Tanzanian writer Daulat Abdalla Said contrasted this with the immediacy of oral storytelling, which unfolds before a live audience and demands constant attention to listeners’ reactions. Audience engagement, she explained, becomes part of the narrative itself, shaping its rhythm and delivery. Writing, by contrast, develops without immediate feedback, but modern digital tools now allow writers to integrate sound, movement, and multimedia elements, bringing written storytelling closer to the spirit of oral narration.

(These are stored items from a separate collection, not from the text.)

// Copyright (c) 2024-2026 Martin Schröder <info@swedishembedded.com>
//
// SPDX-License-Identifier: MIT
use std::path::{Path, PathBuf};

use anyhow::Context;
use tracing::debug;

use crate::Config;

/// Ordered list of config file locations searched from lowest to highest priority.
/// Later files override earlier ones.
fn config_search_paths() -> Vec<PathBuf> {
    let mut paths = Vec::new();

    // 1. System-wide default
    paths.push(PathBuf::from("/etc/helm/config.yaml"));
    paths.push(PathBuf::from("/etc/helm/config.yml"));

    // 2. XDG / home
    if let Some(home) = dirs::home_dir() {
        paths.push(home.join(".config/helm/config.yaml"));
        paths.push(home.join(".config/helm/config.yml"));
    }
    if let Some(cfg) = dirs::config_dir() {
        paths.push(cfg.join("helm/config.yaml"));
        paths.push(cfg.join("helm/config.yml"));
    }

    // 3. Workspace-local
    paths.push(PathBuf::from(".helm/config.yaml"));
    paths.push(PathBuf::from(".helm/config.yml"));
    paths.push(PathBuf::from(".helm.yaml"));
    paths.push(PathBuf::from(".helm.yml"));
    paths.push(PathBuf::from("helm.yaml"));
    paths.push(PathBuf::from("helm.yml"));

    paths
}

/// Load configuration by merging all discovered YAML files.
/// The `extra` argument may provide an explicit path (e.g. `--config` CLI flag).
pub fn load(extra: Option<&Path>) -> anyhow::Result<Config> {
    let mut merged = serde_yaml::Value::Mapping(serde_yaml::Mapping::new());

    for path in config_search_paths() {
        if path.is_file() {
            debug!(path = %path.display(), "loading config layer");
            let text = std::fs::read_to_string(&path)
                .with_context(|| format!("reading {}", path.display()))?;
            let layer: serde_yaml::Value = serde_yaml::from_str(&text)
                .with_context(|| format!("parsing {}", path.display()))?;
            merge_yaml(&mut merged, layer);
        }
    }

    if let Some(p) = extra {
        debug!(path = %p.display(), "loading explicit config");
        let text =
            std::fs::read_to_string(p).with_context(|| format!("reading {}", p.display()))?;
        let layer: serde_yaml::Value =
            serde_yaml::from_str(&text).with_context(|| format!("parsing {}", p.display()))?;
        merge_yaml(&mut merged, layer);
    }

    // Deserialize the merged YAML value into Config, falling back to defaults
    // when the merged value is empty (no config files found).
    let config: Config = if matches!(merged, serde_yaml::Value::Mapping(ref m) if m.is_empty()) {
        Config::default()
    } else {
        serde_yaml::from_value(merged).unwrap_or_default()
    };
    Ok(config)
}

/// Deep-merge `src` into `dst`; src wins on scalar conflicts.
fn merge_yaml(dst: &mut serde_yaml::Value, src: serde_yaml::Value) {
    match (dst, src) {
        (serde_yaml::Value::Mapping(d), serde_yaml::Value::Mapping(s)) => {
            for (k, v) in s {
                let entry = d
                    .entry(k)
                    .or_insert(serde_yaml::Value::Mapping(serde_yaml::Mapping::new()));
                merge_yaml(entry, v);
            }
        }
        (dst, src) => *dst = src,
    }
}

// ─── Unit tests ──────────────────────────────────────────────────────────────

The festival also hosted a conversation centred on The Bad Immigrant by Nigerian author Sefi Atta, a collection of short stories examining migration, identity, and belonging. Through an interactive exchange with the audience, Atta reflected on themes of alienation, urban life, and cultural adaptation that shape the book, illustrating how literature can illuminate the personal and societal dimensions of African experiences while resonating with readers across cultures.